There has been a plethora of material made available to demonstrate what a fine improvising band Soft Machine were during their several creative heydays. Such documents are vital in providing listeners with the ‘live’ existence of the band, as opposed to the studio releases that came out when they were still an active unit. A more complete and representative picture is thereby produced.

This cd, however, is different because it is not simply another slab of unearthed performance. Its place in the catalogue is, in fact, entirely unique, because of the augmented and fragmented nature of the line-up and its approaches to the music. This includes the presence of the so-called ‘heavy friends’. The term is used by the late, much missed John Peel in his introduction to the concert and refers to the very different musicians, like drummer Phil Howard and legendary tenor saxophonist Ronnie Scott, who came on to lend their individual musicianship to the band throughout the gig.
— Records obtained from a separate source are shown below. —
//! Core data models shared by the ingestion and query pipelines.
//!
//! Field names and the [`DocumentStatus`] wire values are part of the
//! persisted format: metadata rows, vector payloads, and chat messages
//! written by one version must stay readable by the next.

use std::collections::BTreeMap;
use std::fmt;
use std::str::FromStr;

use chrono::{DateTime, Utc};
use serde::{Deserialize, Serialize};

use crate::error::RagError;

/// Lifecycle state of one (content, embedding model) record.
///
/// Transitions move forward (`uploaded → reprocessing → ingested | failed`).
/// The only backward edge is the demotion to `embeddings_missing`, applied
/// when the vector index no longer holds the record's vectors; from there
/// the record re-enters the forward path via `reprocessing`.
#[derive(Debug, Clone, Copy, PartialEq, Eq, Hash, Serialize, Deserialize)]
#[serde(rename_all = "snake_case")]
pub enum DocumentStatus {
    Uploaded,
    EmbeddingsMissing,
    Reprocessing,
    Ingested,
    Failed,
}

impl DocumentStatus {
    pub fn as_str(&self) -> &'static str {
        match self {
            DocumentStatus::Uploaded => "uploaded",
            DocumentStatus::EmbeddingsMissing => "embeddings_missing",
            DocumentStatus::Reprocessing => "reprocessing",
            DocumentStatus::Ingested => "ingested",
            DocumentStatus::Failed => "failed",
        }
    }

    fn rank(&self) -> u8 {
        match self {
            DocumentStatus::Uploaded => 0,
            DocumentStatus::EmbeddingsMissing => 1,
            DocumentStatus::Reprocessing => 2,
            DocumentStatus::Ingested | DocumentStatus::Failed => 3,
        }
    }

    /// Whether a record in `self` may move to `next`.
    pub fn can_transition_to(&self, next: DocumentStatus) -> bool {
        *self == next || next == DocumentStatus::EmbeddingsMissing || next.rank() > self.rank()
    }
}

impl fmt::Display for DocumentStatus {
    fn fmt(&self, f: &mut fmt::Formatter<'_>) -> fmt::Result {
        f.write_str(self.as_str())
    }
}

impl FromStr for DocumentStatus {
    type Err = RagError;

    fn from_str(s: &str) -> Result<Self, Self::Err> {
        match s {
            "uploaded" => Ok(DocumentStatus::Uploaded),
            "embeddings_missing" => Ok(DocumentStatus::EmbeddingsMissing),
            "reprocessing" => Ok(DocumentStatus::Reprocessing),
            "ingested" => Ok(DocumentStatus::Ingested),
            "failed" => Ok(DocumentStatus::Failed),
            other => Err(RagError::Validation(format!(
                "unknown document status: {}",
                other
            ))),
        }
    }
}

/// Detected type of an uploaded file.
#[derive(Debug, Clone, Copy, PartialEq, Eq, Hash, Serialize, Deserialize)]
#[serde(rename_all = "lowercase")]
pub enum FileType {
    Pdf,
    Docx,
    Txt,
    Unknown,
}

impl FileType {
    pub fn as_str(&self) -> &'static str {
        match self {
            FileType::Pdf => "pdf",
            FileType::Docx => "docx",
            FileType::Txt => "txt",
            FileType::Unknown => "unknown",
        }
    }
}

impl fmt::Display for FileType {
    fn fmt(&self, f: &mut fmt::Formatter<'_>) -> fmt::Result {
        f.write_str(self.as_str())
    }
}

impl FromStr for FileType {
    type Err = RagError;

    fn from_str(s: &str) -> Result<Self, Self::Err> {
        match s {
            "pdf" => Ok(FileType::Pdf),
            "docx" => Ok(FileType::Docx),
            "txt" => Ok(FileType::Txt),
            "unknown" => Ok(FileType::Unknown),
            other => Err(RagError::Validation(format!("unknown file type: {}", other))),
        }
    }
}

/// One row per (content, embedding model) combination actually processed.
#[derive(Debug, Clone, PartialEq, Serialize, Deserialize)]
pub struct DocumentMetadata {
    pub document_id: String,
    pub content_hash: String,
    pub project_name: String,
    pub user_id: String,
    pub session_id: String,
    pub filename: String,
    pub file_type: FileType,
    pub file_size: u64,
    pub embedding_provider: String,
    pub embedding_model: String,
    pub ingest_source: String,
    pub source_path: String,
    pub status: DocumentStatus,
    pub created_timestamp: DateTime<Utc>,
    pub updated_timestamp: DateTime<Utc>,
}

/// Aggregate view of a project's metadata records.
#[derive(Debug, Clone, Default, PartialEq, Serialize)]
pub struct ProjectSummary {
    pub project_name: String,
    pub total_documents: usize,
    pub total_size: u64,
    pub status_breakdown: BTreeMap<String, usize>,
    pub file_types: BTreeMap<String, usize>,
}

impl ProjectSummary {
    pub fn from_records(project_name: &str, records: &[DocumentMetadata]) -> Self {
        let mut summary = ProjectSummary {
            project_name: project_name.to_string(),
            total_documents: records.len(),
            ..Default::default()
        };
        for record in records {
            summary.total_size += record.file_size;
            *summary
                .status_breakdown
                .entry(record.status.to_string())
                .or_insert(0) += 1;
            *summary
                .file_types
                .entry(record.file_type.to_string())
                .or_insert(0) += 1;
        }
        summary
    }
}

/// Payload stored next to every chunk vector.
#[derive(Debug, Clone, PartialEq, Serialize, Deserialize)]
pub struct ChunkPayload {
    pub document_id: String,
    /// 0-based offset of the chunk within its document.
    pub chunk_id: usize,
    pub project_name: String,
    pub user_id: String,
    pub session_id: String,
    pub filename: String,
    pub file_type: FileType,
    /// Coarse document category inferred from the filename (`report`, `manual`, ...).
    #[serde(default, skip_serializing_if = "Option::is_none")]
    pub doc_type: Option<String>,
    pub embedding_model: String,
    #[serde(default, rename = "content_tags")]
    pub tags: Vec<String>,
    pub ingest_source: String,
    pub created_at: DateTime<Utc>,
    #[serde(default, skip_serializing_if = "Option::is_none")]
    pub text: Option<String>,
}

/// Upsert input for the vector index.
///
/// Records with an empty vector or without a payload are skipped by
/// [`VectorIndex::upsert`](crate::store::VectorIndex::upsert).
#[derive(Debug, Clone, PartialEq)]
pub struct VectorRecord {
    pub id: String,
    pub vector: Vec<f32>,
    pub payload: Option<ChunkPayload>,
}

/// A nearest-neighbor hit returned by the vector index.
#[derive(Debug, Clone, PartialEq, Serialize)]
pub struct ScoredPoint {
    pub id: String,
    pub score: f32,
    pub payload: ChunkPayload,
}

#[derive(Debug, Clone, Copy, PartialEq, Eq, Hash, Serialize, Deserialize)]
#[serde(rename_all = "lowercase")]
pub enum Role {
    User,
    Assistant,
    System,
}

impl Role {
    pub fn as_str(&self) -> &'static str {
        match self {
            Role::User => "user",
            Role::Assistant => "assistant",
            Role::System => "system",
        }
    }

    /// Display label used in prompts (`User`, `Assistant`, `System`).
    pub fn label(&self) -> &'static str {
        match self {
            Role::User => "User",
            Role::Assistant => "Assistant",
            Role::System => "System",
        }
    }
}

impl FromStr for Role {
    type Err = RagError;

    fn from_str(s: &str) -> Result<Self, Self::Err> {
        match s {
            "user" => Ok(Role::User),
            "assistant" => Ok(Role::Assistant),
            "system" => Ok(Role::System),
            other => Err(RagError::Validation(format!("unknown role: {}", other))),
        }
    }
}

/// Maximum characters kept from a single chat message.
pub const MAX_MESSAGE_CHARS: usize = 10_000;

#[derive(Debug, Clone, PartialEq, Serialize, Deserialize)]
pub struct ChatMessage {
    pub message_id: String,
    pub timestamp: DateTime<Utc>,
    pub role: Role,
    pub content: String,
    #[serde(default, skip_serializing_if = "Option::is_none")]
    pub reply_to: Option<String>,
    #[serde(default, skip_serializing_if = "Option::is_none")]
    pub metadata: Option<serde_json::Value>,
}

/// Input for [`ChatHistoryStore::append_message`](crate::store::ChatHistoryStore::append_message).
#[derive(Debug, Clone)]
pub struct NewMessage {
    pub project_id: String,
    pub user_id: String,
    pub session_id: String,
    pub role: Role,
    pub content: String,
    pub message_id: Option<String>,
    pub reply_to: Option<String>,
    pub metadata: Option<serde_json::Value>,
}

impl NewMessage {
    pub fn new(
        project_id: impl Into<String>,
        user_id: impl Into<String>,
        session_id: impl Into<String>,
        role: Role,
        content: impl Into<String>,
    ) -> Self {
        Self {
            project_id: project_id.into(),
            user_id: user_id.into(),
            session_id: session_id.into(),
            role,
            content: content.into(),
            message_id: None,
            reply_to: None,
            metadata: None,
        }
    }

    pub fn reply_to(mut self, message_id: impl Into<String>) -> Self {
        self.reply_to = Some(message_id.into());
        self
    }

    pub fn metadata(mut self, metadata: serde_json::Value) -> Self {
        self.metadata = Some(metadata);
        self
    }

    /// Materialize the stored message, bounding content length.
    pub fn into_message(self, timestamp: DateTime<Utc>) -> ChatMessage {
        let content = if self.content.chars().count() > MAX_MESSAGE_CHARS {
            self.content.chars().take(MAX_MESSAGE_CHARS).collect()
        } else {
            self.content
        };
        ChatMessage {
            message_id: self
                .message_id
                .unwrap_or_else(|| uuid::Uuid::new_v4().to_string()),
            timestamp,
            role: self.role,
            content,
            reply_to: self.reply_to,
            metadata: self.metadata,
        }
    }
}

/// Token usage and cost reported by a model call.
#[derive(Debug, Clone, Copy, Default, PartialEq, Serialize, Deserialize)]
pub struct Usage {
    pub tokens_in: u64,
    pub tokens_out: u64,
    pub cost: f64,
}

impl std::ops::AddAssign for Usage {
    fn add_assign(&mut self, other: Usage) {
        self.tokens_in += other.tokens_in;
        self.tokens_out += other.tokens_out;
        self.cost += other.cost;
    }
}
There were other Softs ‘irregulars’ there too, such as Mark Charig on cornet and double bassist Roy Babbington, who was later to become a full-time member. What the addition of these voices amounts to is a forceful demonstration of a dynamic live band identifying some of the directions that the members were pulling in.

For instance the opening track ‘Blind Badger’ actually features saxophonist Elton Dean with his quartet, plus Mike Ratledge on piano as the other Softs presence. Dean is obviously at home in this setting with Howard’s drumming clearly emphasising the saxman’s own free music leanings. Bassist Neville Whitehead stands out as a subtle and melodic player in the ensemble, his playing is still clearly propulsive, supple and focussed in the midst of Charig and Dean’s improvisations. It’s a shame that he seems to have vanished since.
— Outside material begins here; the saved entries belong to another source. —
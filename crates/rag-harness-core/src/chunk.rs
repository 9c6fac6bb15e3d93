//! Fixed-size word-window chunker.
//!
//! Splits text on whitespace and joins consecutive windows of
//! `chunk_size` words with single spaces. No overlap and no semantic
//! boundary detection: for `W` words the result always has
//! `ceil(W / chunk_size)` chunks.

/// Default window size in words.
pub const DEFAULT_CHUNK_SIZE: usize = 500;

/// Split `text` into chunks of at most `chunk_size` words.
///
/// Returns an empty vector for text with no words. A `chunk_size` of zero
/// is treated as one word per chunk.
pub fn split_into_chunks(text: &str, chunk_size: usize) -> Vec<String> {
    let size = chunk_size.max(1);
    let words: Vec<&str> = text.split_whitespace().collect();
    words.chunks(size).map(|window| window.join(" ")).collect()
}

#[cfg(test)]
mod tests {
    use super::*;

    fn words(n: usize) -> String {
        (0..n)
            .map(|i| format!("w{}", i))
            .collect::<Vec<_>>()
            .join(" ")
    }

    #[test]
    fn test_empty_text() {
        assert!(split_into_chunks("", 500).is_empty());
        assert!(split_into_chunks("   \n\t ", 500).is_empty());
    }

    #[test]
    fn test_chunk_count_is_ceiling() {
        for (w, c, expected) in [(1200, 500, 3), (1000, 500, 2), (1, 500, 1), (7, 3, 3)] {
            let chunks = split_into_chunks(&words(w), c);
            assert_eq!(chunks.len(), expected, "W={} C={}", w, c);
        }
    }

    #[test]
    fn test_concatenation_reproduces_normalized_text() {
        let text = "alpha  beta\n\ngamma\tdelta   epsilon";
        let chunks = split_into_chunks(text, 2);
        assert_eq!(chunks, vec!["alpha beta", "gamma delta", "epsilon"]);
        assert_eq!(chunks.join(" "), "alpha beta gamma delta epsilon");
    }

    #[test]
    fn test_zero_chunk_size() {
        let chunks = split_into_chunks("a b", 0);
        assert_eq!(chunks.len(), 2);
    }
}
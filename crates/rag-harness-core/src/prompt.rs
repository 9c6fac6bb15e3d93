//! Answer prompt templates, selected by query intent.
//!
//! | Key | Intent |
//! |-----|--------|
//! | `rag_query` | [`Intent::RagQuery`] (fallback) |
//! | `rag_summary` | [`Intent::Summarization`] |
//! | `rag_analysis` | [`Intent::Analysis`] |
//! | `rag_comparison` | [`Intent::Comparison`] |
//! | `rag_factcheck` | [`Intent::FactCheck`] |
//!
//! Templates use `{context}` and `{query}` placeholders.

use crate::query::Intent;

pub const RAG_QA_PROMPT: &str = "You are a helpful assistant.
Answer the following question using the context.
If the answer is not in the context, say \"I don't know\".
Context:
{context}
Question:
{query}
Answer:";

pub const RAG_SUMMARY_PROMPT: &str = "You are a summarization assistant.
Summarize the following context into key points and a short summary.
Context:
{context}
Request:
{query}
Summary:";

pub const RAG_ANALYSIS_PROMPT: &str = "You are an analysis assistant.
Using only the context, identify trends, patterns and notable insights relevant to the request.
Context:
{context}
Request:
{query}
Analysis:";

pub const RAG_COMPARISON_PROMPT: &str = "Based on the retrieved information below, provide a thorough comparison.
Focus on:
- Key similarities
- Important differences
- Advantages and disadvantages
Retrieved Information:
{context}
User Request: {query}
Comparison:";

pub const RAG_FACTCHECK_PROMPT: &str = "You are a fact-checking assistant.
Given the context, determine if the following statement is supported or not.
Context:
{context}
Statement:
{query}
Answer with \"Supported\", \"Not Supported\", or \"Insufficient Information\".";

/// Registry key for an intent.
pub fn prompt_key(intent: Intent) -> &'static str {
    match intent {
        Intent::RagQuery => "rag_query",
        Intent::Summarization => "rag_summary",
        Intent::Analysis => "rag_analysis",
        Intent::Comparison => "rag_comparison",
        Intent::FactCheck => "rag_factcheck",
    }
}

/// Template by registry key, `None` for unknown keys.
pub fn template(key: &str) -> Option<&'static str> {
    match key {
        "rag_query" => Some(RAG_QA_PROMPT),
        "rag_summary" => Some(RAG_SUMMARY_PROMPT),
        "rag_analysis" => Some(RAG_ANALYSIS_PROMPT),
        "rag_comparison" => Some(RAG_COMPARISON_PROMPT),
        "rag_factcheck" => Some(RAG_FACTCHECK_PROMPT),
        _ => None,
    }
}

/// Fill the template for `intent`.
pub fn build_prompt(intent: Intent, context: &str, query: &str) -> String {
    let tmpl = template(prompt_key(intent)).unwrap_or(RAG_QA_PROMPT);
    render(tmpl, context, query)
}

/// Substitute placeholders. Context is inserted last so braces inside
/// retrieved text are never interpreted.
pub fn render(template: &str, context: &str, query: &str) -> String {
    template
        .replace("{query}", query)
        .replacen("{context}", context, 1)
}
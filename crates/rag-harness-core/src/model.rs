//! Model capability traits and vector utilities.
//!
//! [`Embedder`] and [`Generator`] are the only seams through which the
//! pipelines reach a model endpoint. Concrete providers (Bedrock, OpenAI,
//! Ollama) live in the `rag-harness` app crate and are selected once from
//! configuration; tests plug in scripted fakes.

use async_trait::async_trait;
use serde::Serialize;

use crate::error::Result;
use crate::models::Usage;

/// A vector plus the usage it cost to produce.
#[derive(Debug, Clone, PartialEq)]
pub struct Embedding {
    pub vector: Vec<f32>,
    pub usage: Usage,
}

/// Generated text plus the usage it cost to produce.
#[derive(Debug, Clone, PartialEq)]
pub struct Generation {
    pub text: String,
    pub usage: Usage,
}

/// Sampling parameters for a single generation call.
#[derive(Debug, Clone, Copy, PartialEq, Serialize)]
pub struct GenerationParams {
    pub max_tokens: u32,
    pub temperature: f32,
}

impl Default for GenerationParams {
    fn default() -> Self {
        Self {
            max_tokens: 900,
            temperature: 0.7,
        }
    }
}

/// Text embedding capability.
///
/// Implementations fail with [`RagError::Embedding`](crate::RagError::Embedding)
/// on empty input, on a response without a vector, or once their retry
/// budget for transient failures is spent.
#[async_trait]
pub trait Embedder: Send + Sync {
    /// Provider family (e.g. `"bedrock"`).
    fn provider_name(&self) -> &str;
    /// Model identifier (e.g. `"amazon.titan-embed-text-v2:0"`).
    fn model_name(&self) -> &str;
    async fn embed(&self, text: &str) -> Result<Embedding>;
}

/// Text generation capability.
#[async_trait]
pub trait Generator: Send + Sync {
    fn model_name(&self) -> &str;
    async fn generate(&self, prompt: &str, params: GenerationParams) -> Result<Generation>;
}

/// Cosine similarity in `[-1.0, 1.0]`; `0.0` for empty or mismatched inputs.
pub fn cosine_similarity(a: &[f32], b: &[f32]) -> f32 {
    if a.len() != b.len() || a.is_empty() {
        return 0.0;
    }

    let mut dot = 0.0f32;
    let mut norm_a = 0.0f32;
    let mut norm_b = 0.0f32;
    for (x, y) in a.iter().zip(b.iter()) {
        dot += x * y;
        norm_a += x * x;
        norm_b += y * y;
    }

    let denom = norm_a.sqrt() * norm_b.sqrt();
    if denom < f32::EPSILON {
        return 0.0;
    }
    dot / denom
}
For the second track, ‘Neo-Caliban Grides’ we are back to Soft Machine but with Howard sharing drum duties with Robert Wyatt. Here it is possible to hear the tensions as Howard builds up torrents of rhythm, driving Dean further into territory he embraced with a passion as Ratledge sounds less assured. It is also exciting to hear Howard and Wyatt drumming together, the only instance I know of. What a combination they would have been as the Softs’ regular drum duo. But that was not to be, for reasons that have been well documented elsewhere.

The next large section of the concert is devoted to the quartet format and features familiar material such as ‘Out Bloody Rageous’, the unrecorded ‘Eamonn Andrews’ and shorter compositions like ‘All White’ and ‘Kings and Queens’. The playing is still visceral and energetic but it is easy to hear the difference between the direction of these and the opening tracks.
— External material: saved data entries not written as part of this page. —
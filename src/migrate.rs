//! Schema creation. Every statement is idempotent, so `rag init` can run
//! against an existing database.

use anyhow::Result;
use sqlx::SqlitePool;

use crate::config::Config;
use crate::db;

pub async fn run_migrations(config: &Config) -> Result<()> {
    let pool = db::connect(config).await?;
    apply_schema(&pool).await?;
    pool.close().await;
    Ok(())
}

pub async fn apply_schema(pool: &SqlitePool) -> Result<()> {
    // One row per (document, embedding model).
    sqlx::query(
        r#"
        CREATE TABLE IF NOT EXISTS documents (
            document_id TEXT NOT NULL,
            embedding_model TEXT NOT NULL,
            content_hash TEXT NOT NULL,
            project_name TEXT NOT NULL,
            user_id TEXT NOT NULL,
            session_id TEXT NOT NULL,
            filename TEXT NOT NULL,
            file_type TEXT NOT NULL,
            file_size INTEGER NOT NULL,
            embedding_provider TEXT NOT NULL,
            ingest_source TEXT NOT NULL,
            source_path TEXT NOT NULL,
            status TEXT NOT NULL,
            created_timestamp TEXT NOT NULL,
            updated_timestamp TEXT NOT NULL,
            PRIMARY KEY (document_id, embedding_model)
        )
        "#,
    )
    .execute(pool)
    .await?;

    sqlx::query(
        r#"
        CREATE TABLE IF NOT EXISTS chat_messages (
            session_id TEXT NOT NULL,
            seq INTEGER NOT NULL,
            message_id TEXT NOT NULL UNIQUE,
            project_id TEXT NOT NULL,
            user_id TEXT NOT NULL,
            timestamp TEXT NOT NULL,
            role TEXT NOT NULL,
            content TEXT NOT NULL,
            reply_to TEXT,
            metadata_json TEXT,
            PRIMARY KEY (session_id, seq)
        )
        "#,
    )
    .execute(pool)
    .await?;

    sqlx::query(
        "CREATE INDEX IF NOT EXISTS idx_documents_content_hash ON documents(content_hash)",
    )
    .execute(pool)
    .await?;
    sqlx::query("CREATE INDEX IF NOT EXISTS idx_documents_project ON documents(project_name)")
        .execute(pool)
        .await?;
    sqlx::query("CREATE INDEX IF NOT EXISTS idx_documents_session ON documents(session_id)")
        .execute(pool)
        .await?;

    Ok(())
}
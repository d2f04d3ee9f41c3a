//! In-memory sliding-window rate limiter
//!
//! Used to throttle abuse-prone endpoints such as forgot-password.
//! Per-key request timestamps are kept in a shared map; a request is
//! allowed when fewer than `max_requests` timestamps fall inside the
//! window ending now.

use std::collections::HashMap;
use std::sync::{Arc, Mutex, PoisonError};
use std::time::{Duration, Instant};

/// Outcome of a rate limit check
#[derive(Debug, Clone, Copy, PartialEq, Eq)]
pub enum RateLimitResult {
    Allowed,
    Limited,
}

impl RateLimitResult {
    pub fn is_allowed(&self) -> bool {
        matches!(self, RateLimitResult::Allowed)
    }
}

/// Sliding-window limiter keyed by caller-chosen strings
#[derive(Clone)]
pub struct RateLimiter {
    window: Duration,
    max_requests: usize,
    hits: Arc<Mutex<HashMap<String, Vec<Instant>>>>,
}

impl RateLimiter {
    pub fn new(max_requests: usize, window: Duration) -> Self {
        Self {
            window,
            max_requests,
            hits: Arc::new(Mutex::new(HashMap::new())),
        }
    }

    /// Record an attempt for `key` and report whether it is allowed
    pub fn check(&self, key: &str) -> RateLimitResult {
        let now = Instant::now();
        // Poisoned lock means another thread panicked mid-update; the
        // timestamp map is still structurally valid, so keep serving.
        let mut hits = self.hits.lock().unwrap_or_else(PoisonError::into_inner);

        let entry = hits.entry(key.to_string()).or_default();
        entry.retain(|t| now.duration_since(*t) < self.window);

        if entry.len() >= self.max_requests {
            return RateLimitResult::Limited;
        }

        entry.push(now);
        RateLimitResult::Allowed
    }

    /// Drop keys with no recent activity to keep the map bounded
    pub fn prune(&self) {
        let now = Instant::now();
        let mut hits = self.hits.lock().unwrap_or_else(PoisonError::into_inner);
        hits.retain(|_, times| {
            times.retain(|t| now.duration_since(*t) < self.window);
            !times.is_empty()
        });
    }
}

#[cfg(test)]
mod tests {
    use super::*;

    #[test]
    fn allows_requests_under_the_limit() {
        let limiter = RateLimiter::new(3, Duration::from_secs(60));
        for _ in 0..3 {
            assert_eq!(limiter.check("a@x.com"), RateLimitResult::Allowed);
        }
    }

    #[test]
    fn blocks_requests_over_the_limit() {
        let limiter = RateLimiter::new(3, Duration::from_secs(60));
        for _ in 0..3 {
            limiter.check("a@x.com");
        }
        assert_eq!(limiter.check("a@x.com"), RateLimitResult::Limited);
    }

    #[test]
    fn keys_are_independent() {
        let limiter = RateLimiter::new(1, Duration::from_secs(60));
        assert_eq!(limiter.check("a@x.com"), RateLimitResult::Allowed);
        assert_eq!(limiter.check("b@x.com"), RateLimitResult::Allowed);
        assert_eq!(limiter.check("a@x.com"), RateLimitResult::Limited);
    }

    #[test]
    fn window_expiry_restores_allowance() {
        let limiter = RateLimiter::new(1, Duration::from_millis(20));
        assert_eq!(limiter.check("a@x.com"), RateLimitResult::Allowed);
        assert_eq!(limiter.check("a@x.com"), RateLimitResult::Limited);
        std::thread::sleep(Duration::from_millis(30));
        assert_eq!(limiter.check("a@x.com"), RateLimitResult::Allowed);
    }

    #[test]
    fn prune_drops_stale_keys() {
        let limiter = RateLimiter::new(5, Duration::from_millis(10));
        limiter.check("a@x.com");
        std::thread::sleep(Duration::from_millis(20));
        limiter.prune();
        let hits = limiter.hits.lock().unwrap();
        assert!(hits.is_empty());
    }
}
Following this some of the ‘heavy friends’ really make their mark. Mike Ratledge’s ‘Teeth’ is one of the most complex and satisfying pieces in the band’s repertoire and one that deserves the full arrangement it is given here. Babbington’s double bass, Paul Nieman’s trombone and Charig’s cornet add colour and substance to the piece, as does Ronnie Scott whose solo may have taken place in unfamiliar musical circumstances. He nevertheless digs in and acquits himself, though not without some sense of relief when it’s over, according to those who were present. Well, he had said, “Can’t we play a blues?” during rehearsals! Apart from that it is a pure joy to hear the horns collectively commenting against Ratledge’s spiked and edgy organ solo. It is evidence, if it were needed, that this band had the capacity to take jazz/rock composition and improvisation into inspiring and innovative terrain.

The quartet return for an encore of ‘Slightly All The Time/Noisette’ still displaying enough energy to raise the hairs on the back of the neck Overall, it is a performance from a band that is testing the boundaries between form and free playing and, in this case, striking a balance. In many ways this is a perfect Soft Machine cd, spanning as it does the diverse areas that the band pursued and which, ultimately, blew them apart - in the process, depriving me of the opportunity to witness them together on a stage.